Work instruction
Go over the data and keep only the lines that include "current".

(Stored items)
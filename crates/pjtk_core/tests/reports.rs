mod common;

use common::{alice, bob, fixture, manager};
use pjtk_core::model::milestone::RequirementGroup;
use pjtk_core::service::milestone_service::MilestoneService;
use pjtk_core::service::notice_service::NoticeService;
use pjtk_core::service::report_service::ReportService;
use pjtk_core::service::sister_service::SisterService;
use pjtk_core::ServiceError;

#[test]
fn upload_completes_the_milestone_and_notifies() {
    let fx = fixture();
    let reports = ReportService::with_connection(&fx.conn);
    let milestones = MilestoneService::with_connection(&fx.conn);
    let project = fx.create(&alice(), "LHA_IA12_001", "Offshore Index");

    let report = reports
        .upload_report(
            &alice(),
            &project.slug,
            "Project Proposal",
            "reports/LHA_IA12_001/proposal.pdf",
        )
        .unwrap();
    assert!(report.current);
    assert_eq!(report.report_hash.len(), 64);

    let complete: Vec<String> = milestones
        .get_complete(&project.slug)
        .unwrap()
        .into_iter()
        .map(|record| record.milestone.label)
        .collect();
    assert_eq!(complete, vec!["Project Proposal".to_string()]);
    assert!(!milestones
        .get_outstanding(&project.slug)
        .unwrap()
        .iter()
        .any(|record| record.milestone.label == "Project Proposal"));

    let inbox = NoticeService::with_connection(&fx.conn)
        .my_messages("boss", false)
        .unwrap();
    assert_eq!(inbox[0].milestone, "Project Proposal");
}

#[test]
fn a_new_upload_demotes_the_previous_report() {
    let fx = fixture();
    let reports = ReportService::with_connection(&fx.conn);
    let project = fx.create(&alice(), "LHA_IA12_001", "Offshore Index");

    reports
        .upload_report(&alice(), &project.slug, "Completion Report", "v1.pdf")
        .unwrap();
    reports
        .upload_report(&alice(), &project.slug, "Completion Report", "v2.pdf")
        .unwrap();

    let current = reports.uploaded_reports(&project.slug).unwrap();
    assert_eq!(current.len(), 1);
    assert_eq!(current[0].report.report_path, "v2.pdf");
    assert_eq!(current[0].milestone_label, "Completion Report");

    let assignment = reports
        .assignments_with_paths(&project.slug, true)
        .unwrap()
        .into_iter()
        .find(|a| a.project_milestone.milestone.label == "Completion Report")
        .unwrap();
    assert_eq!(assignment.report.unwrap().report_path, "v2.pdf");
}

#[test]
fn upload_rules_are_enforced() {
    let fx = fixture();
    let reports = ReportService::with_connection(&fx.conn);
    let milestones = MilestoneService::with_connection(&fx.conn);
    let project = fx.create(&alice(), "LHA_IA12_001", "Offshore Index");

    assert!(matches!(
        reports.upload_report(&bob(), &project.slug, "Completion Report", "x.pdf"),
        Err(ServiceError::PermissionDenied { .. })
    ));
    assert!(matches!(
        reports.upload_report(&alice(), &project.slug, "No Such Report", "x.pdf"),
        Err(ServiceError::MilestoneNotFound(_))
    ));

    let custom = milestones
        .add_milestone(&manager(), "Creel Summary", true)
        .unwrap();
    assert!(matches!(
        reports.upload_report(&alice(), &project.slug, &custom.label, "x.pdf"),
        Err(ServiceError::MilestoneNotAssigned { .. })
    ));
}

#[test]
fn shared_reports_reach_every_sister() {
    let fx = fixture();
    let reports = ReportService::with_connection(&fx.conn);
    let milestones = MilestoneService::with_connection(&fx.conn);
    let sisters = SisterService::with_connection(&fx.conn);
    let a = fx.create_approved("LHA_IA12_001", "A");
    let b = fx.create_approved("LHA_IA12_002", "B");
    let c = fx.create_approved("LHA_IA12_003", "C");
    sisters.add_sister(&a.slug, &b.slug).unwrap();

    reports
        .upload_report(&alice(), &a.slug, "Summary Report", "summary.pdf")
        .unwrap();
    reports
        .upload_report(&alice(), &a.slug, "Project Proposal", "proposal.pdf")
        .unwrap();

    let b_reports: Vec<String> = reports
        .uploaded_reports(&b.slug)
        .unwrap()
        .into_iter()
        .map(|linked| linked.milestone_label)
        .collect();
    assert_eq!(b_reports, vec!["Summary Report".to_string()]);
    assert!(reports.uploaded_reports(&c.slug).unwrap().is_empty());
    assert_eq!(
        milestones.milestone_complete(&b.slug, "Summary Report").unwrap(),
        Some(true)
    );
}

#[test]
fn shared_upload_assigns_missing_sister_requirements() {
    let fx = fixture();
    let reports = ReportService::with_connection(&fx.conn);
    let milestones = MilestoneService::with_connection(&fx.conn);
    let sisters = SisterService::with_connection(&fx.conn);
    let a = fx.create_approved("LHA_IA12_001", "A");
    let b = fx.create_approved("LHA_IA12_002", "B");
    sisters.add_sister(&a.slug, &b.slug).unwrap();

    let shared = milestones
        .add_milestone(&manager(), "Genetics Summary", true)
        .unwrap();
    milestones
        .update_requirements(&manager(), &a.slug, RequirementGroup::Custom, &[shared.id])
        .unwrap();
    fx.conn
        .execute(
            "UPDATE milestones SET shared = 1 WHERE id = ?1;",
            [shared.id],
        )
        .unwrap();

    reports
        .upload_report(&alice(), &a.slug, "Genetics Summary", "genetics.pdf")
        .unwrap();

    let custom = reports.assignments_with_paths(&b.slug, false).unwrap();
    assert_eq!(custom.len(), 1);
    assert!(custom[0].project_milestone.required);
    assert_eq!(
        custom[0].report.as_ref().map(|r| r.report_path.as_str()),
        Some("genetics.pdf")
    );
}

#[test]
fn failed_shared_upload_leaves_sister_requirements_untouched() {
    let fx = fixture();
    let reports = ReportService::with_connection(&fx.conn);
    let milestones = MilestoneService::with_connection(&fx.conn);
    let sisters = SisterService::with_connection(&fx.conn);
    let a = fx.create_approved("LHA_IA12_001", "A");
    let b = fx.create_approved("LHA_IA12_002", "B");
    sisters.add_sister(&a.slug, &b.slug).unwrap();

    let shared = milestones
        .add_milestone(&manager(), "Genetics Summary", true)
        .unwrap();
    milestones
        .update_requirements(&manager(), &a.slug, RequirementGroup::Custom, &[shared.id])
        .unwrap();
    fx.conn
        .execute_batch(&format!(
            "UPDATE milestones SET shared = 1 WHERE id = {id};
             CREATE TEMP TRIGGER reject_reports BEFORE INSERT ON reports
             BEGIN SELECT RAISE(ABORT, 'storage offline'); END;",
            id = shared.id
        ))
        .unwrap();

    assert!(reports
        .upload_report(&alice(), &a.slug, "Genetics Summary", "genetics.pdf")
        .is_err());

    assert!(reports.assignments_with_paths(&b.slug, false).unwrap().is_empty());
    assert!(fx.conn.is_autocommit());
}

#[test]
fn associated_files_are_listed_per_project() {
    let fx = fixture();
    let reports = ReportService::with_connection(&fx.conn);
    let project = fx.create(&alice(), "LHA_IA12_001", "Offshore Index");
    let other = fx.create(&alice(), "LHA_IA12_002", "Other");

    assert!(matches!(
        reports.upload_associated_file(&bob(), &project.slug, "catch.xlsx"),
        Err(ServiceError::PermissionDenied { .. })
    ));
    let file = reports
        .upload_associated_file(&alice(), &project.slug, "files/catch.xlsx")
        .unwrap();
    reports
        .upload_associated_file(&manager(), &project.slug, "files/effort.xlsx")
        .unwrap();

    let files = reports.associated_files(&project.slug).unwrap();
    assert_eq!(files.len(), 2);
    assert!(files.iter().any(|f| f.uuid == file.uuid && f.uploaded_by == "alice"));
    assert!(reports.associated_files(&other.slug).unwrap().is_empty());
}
--
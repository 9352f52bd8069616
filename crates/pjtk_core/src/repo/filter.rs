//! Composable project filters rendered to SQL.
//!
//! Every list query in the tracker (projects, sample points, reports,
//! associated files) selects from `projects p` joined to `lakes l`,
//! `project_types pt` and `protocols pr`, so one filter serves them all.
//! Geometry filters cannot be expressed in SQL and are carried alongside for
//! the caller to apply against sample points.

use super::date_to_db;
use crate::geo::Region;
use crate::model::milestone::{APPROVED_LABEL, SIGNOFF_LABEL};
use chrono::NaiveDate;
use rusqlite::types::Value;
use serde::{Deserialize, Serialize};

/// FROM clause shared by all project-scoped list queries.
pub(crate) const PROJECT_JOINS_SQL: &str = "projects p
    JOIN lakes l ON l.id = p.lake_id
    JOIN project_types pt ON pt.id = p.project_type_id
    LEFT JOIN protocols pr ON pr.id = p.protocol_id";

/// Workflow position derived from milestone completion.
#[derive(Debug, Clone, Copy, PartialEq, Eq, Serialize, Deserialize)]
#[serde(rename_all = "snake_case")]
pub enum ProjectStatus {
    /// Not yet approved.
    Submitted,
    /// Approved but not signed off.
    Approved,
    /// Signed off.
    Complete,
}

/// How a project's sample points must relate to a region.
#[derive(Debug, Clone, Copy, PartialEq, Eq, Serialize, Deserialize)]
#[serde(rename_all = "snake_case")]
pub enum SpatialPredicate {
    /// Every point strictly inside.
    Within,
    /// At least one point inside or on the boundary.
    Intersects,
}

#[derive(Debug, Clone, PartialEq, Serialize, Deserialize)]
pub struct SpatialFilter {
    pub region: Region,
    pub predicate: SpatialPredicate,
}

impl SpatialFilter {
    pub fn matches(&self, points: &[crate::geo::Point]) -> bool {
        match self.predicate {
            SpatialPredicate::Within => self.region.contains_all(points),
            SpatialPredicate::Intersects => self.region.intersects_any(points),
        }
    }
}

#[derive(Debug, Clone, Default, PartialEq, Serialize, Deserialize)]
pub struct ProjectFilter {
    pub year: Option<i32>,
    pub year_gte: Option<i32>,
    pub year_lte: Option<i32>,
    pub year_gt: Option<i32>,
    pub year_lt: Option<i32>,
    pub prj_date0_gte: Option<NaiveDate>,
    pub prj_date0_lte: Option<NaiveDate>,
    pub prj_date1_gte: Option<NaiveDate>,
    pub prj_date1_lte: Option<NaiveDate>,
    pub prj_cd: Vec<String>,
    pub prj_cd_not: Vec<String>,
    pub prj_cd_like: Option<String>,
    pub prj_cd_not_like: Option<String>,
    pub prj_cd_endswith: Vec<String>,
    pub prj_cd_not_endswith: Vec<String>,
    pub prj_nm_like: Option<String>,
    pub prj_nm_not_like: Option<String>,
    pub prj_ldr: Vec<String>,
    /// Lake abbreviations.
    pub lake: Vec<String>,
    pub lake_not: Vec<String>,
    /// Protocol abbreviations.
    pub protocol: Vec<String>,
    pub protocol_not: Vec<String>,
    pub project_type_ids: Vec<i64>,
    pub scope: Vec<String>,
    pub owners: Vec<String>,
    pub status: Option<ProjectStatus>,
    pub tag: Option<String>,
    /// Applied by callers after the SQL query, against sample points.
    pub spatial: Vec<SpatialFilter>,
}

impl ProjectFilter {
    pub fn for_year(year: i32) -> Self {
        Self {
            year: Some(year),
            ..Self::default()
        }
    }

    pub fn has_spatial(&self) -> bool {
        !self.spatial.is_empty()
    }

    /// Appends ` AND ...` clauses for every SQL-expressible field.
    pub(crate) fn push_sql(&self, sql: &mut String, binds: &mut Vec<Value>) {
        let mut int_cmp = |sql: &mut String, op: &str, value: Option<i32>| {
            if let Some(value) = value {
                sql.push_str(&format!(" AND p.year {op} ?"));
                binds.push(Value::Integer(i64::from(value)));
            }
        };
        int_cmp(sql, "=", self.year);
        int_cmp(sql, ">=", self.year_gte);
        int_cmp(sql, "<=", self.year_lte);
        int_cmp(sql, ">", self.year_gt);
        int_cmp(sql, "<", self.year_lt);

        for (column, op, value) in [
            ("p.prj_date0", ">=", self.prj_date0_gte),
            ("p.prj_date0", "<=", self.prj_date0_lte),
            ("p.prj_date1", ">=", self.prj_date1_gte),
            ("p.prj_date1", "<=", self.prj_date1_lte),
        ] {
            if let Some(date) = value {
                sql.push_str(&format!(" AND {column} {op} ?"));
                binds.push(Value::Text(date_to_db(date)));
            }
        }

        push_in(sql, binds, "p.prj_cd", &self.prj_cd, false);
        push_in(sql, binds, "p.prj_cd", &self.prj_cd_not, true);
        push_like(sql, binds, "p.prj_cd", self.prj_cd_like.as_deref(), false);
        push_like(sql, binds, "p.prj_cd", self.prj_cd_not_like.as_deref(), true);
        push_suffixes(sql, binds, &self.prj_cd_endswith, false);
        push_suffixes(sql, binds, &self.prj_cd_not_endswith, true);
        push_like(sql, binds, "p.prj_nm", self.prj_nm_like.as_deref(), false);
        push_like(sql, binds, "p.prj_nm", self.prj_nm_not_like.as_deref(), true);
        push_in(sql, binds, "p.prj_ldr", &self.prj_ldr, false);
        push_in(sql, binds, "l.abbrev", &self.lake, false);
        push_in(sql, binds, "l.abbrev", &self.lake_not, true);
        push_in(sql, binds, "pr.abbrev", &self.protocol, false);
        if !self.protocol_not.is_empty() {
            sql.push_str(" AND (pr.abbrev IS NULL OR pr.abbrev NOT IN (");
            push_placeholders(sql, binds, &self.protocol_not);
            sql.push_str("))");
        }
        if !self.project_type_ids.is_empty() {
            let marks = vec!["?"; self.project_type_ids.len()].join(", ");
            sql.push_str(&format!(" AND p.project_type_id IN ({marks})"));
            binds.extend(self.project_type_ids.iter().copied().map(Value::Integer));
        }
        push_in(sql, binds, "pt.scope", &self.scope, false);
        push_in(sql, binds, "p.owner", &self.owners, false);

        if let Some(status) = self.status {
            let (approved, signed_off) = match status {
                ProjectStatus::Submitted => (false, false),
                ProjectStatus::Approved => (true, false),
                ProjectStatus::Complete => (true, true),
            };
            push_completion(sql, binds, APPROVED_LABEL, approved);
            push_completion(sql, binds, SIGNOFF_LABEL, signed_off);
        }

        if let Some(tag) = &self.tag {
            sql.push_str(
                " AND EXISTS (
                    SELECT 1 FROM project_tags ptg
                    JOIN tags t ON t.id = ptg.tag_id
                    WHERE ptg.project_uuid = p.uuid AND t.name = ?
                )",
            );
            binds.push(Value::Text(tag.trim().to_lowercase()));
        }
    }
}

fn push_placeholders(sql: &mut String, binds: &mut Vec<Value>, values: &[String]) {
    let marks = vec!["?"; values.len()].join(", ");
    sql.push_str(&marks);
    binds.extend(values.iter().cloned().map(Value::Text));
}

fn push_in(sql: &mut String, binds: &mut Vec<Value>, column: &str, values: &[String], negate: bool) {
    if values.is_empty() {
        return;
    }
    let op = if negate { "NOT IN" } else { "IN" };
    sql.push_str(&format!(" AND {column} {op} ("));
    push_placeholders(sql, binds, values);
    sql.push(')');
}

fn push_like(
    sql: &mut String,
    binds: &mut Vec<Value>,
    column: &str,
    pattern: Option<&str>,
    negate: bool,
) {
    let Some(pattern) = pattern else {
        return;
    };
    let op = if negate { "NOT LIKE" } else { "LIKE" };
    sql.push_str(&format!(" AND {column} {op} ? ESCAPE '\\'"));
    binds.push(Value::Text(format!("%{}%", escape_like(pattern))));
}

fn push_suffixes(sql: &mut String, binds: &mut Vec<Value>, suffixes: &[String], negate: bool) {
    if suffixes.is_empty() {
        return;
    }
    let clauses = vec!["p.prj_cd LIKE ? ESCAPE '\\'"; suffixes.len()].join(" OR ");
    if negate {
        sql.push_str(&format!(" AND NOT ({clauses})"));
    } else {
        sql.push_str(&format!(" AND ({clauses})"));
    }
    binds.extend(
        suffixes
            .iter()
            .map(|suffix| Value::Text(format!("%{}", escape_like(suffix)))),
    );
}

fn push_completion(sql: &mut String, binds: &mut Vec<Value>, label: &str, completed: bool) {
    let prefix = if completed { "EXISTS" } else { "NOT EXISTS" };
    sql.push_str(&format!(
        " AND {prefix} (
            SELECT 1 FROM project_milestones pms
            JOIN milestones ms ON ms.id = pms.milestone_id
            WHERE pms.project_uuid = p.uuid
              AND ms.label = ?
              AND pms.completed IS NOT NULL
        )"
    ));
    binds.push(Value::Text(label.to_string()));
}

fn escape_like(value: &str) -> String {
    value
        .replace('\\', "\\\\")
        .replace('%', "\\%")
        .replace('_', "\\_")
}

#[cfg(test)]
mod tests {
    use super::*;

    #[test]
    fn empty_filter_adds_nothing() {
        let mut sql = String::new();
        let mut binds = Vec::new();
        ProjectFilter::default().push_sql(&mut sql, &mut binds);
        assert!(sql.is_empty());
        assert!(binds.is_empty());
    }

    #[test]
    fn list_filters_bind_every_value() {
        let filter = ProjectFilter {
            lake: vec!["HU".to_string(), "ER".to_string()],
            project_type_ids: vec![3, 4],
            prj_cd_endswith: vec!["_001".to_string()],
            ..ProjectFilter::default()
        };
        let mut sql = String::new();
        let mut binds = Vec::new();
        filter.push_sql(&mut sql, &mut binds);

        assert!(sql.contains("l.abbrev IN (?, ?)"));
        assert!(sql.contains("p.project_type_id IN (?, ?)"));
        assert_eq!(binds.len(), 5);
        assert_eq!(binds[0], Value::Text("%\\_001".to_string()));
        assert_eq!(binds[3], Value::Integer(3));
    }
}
--
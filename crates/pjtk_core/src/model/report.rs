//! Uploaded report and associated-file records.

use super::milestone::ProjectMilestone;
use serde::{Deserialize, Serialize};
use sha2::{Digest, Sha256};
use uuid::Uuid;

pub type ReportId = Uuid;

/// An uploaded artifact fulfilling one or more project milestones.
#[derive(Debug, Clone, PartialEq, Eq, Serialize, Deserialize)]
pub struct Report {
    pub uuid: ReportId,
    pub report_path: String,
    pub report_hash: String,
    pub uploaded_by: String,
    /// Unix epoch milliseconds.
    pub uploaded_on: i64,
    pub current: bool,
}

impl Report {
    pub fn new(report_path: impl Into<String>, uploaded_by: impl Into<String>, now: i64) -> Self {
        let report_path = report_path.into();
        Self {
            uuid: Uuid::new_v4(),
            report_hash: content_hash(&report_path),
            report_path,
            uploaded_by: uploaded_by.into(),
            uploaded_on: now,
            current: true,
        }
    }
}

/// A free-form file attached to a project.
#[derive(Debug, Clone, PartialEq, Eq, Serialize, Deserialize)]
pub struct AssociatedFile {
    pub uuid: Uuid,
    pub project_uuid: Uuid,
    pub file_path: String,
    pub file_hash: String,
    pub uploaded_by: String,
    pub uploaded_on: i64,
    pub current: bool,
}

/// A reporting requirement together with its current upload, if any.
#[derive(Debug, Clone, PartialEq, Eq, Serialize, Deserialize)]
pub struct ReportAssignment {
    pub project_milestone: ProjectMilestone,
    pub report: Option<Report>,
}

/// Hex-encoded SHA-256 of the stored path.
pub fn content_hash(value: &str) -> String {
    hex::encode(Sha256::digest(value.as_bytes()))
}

Problem solution
    assert!(report.current);
    let current = reports.uploaded_reports(&project.slug).unwrap();
    assert_eq!(current.len(), 1);
    assert_eq!(current[0].report.report_path, "v2.pdf");
    assert_eq!(current[0].milestone_label, "Completion Report");
    pub current: bool,
            current: true,
    pub current: bool,
/// A reporting requirement together with its current upload, if any.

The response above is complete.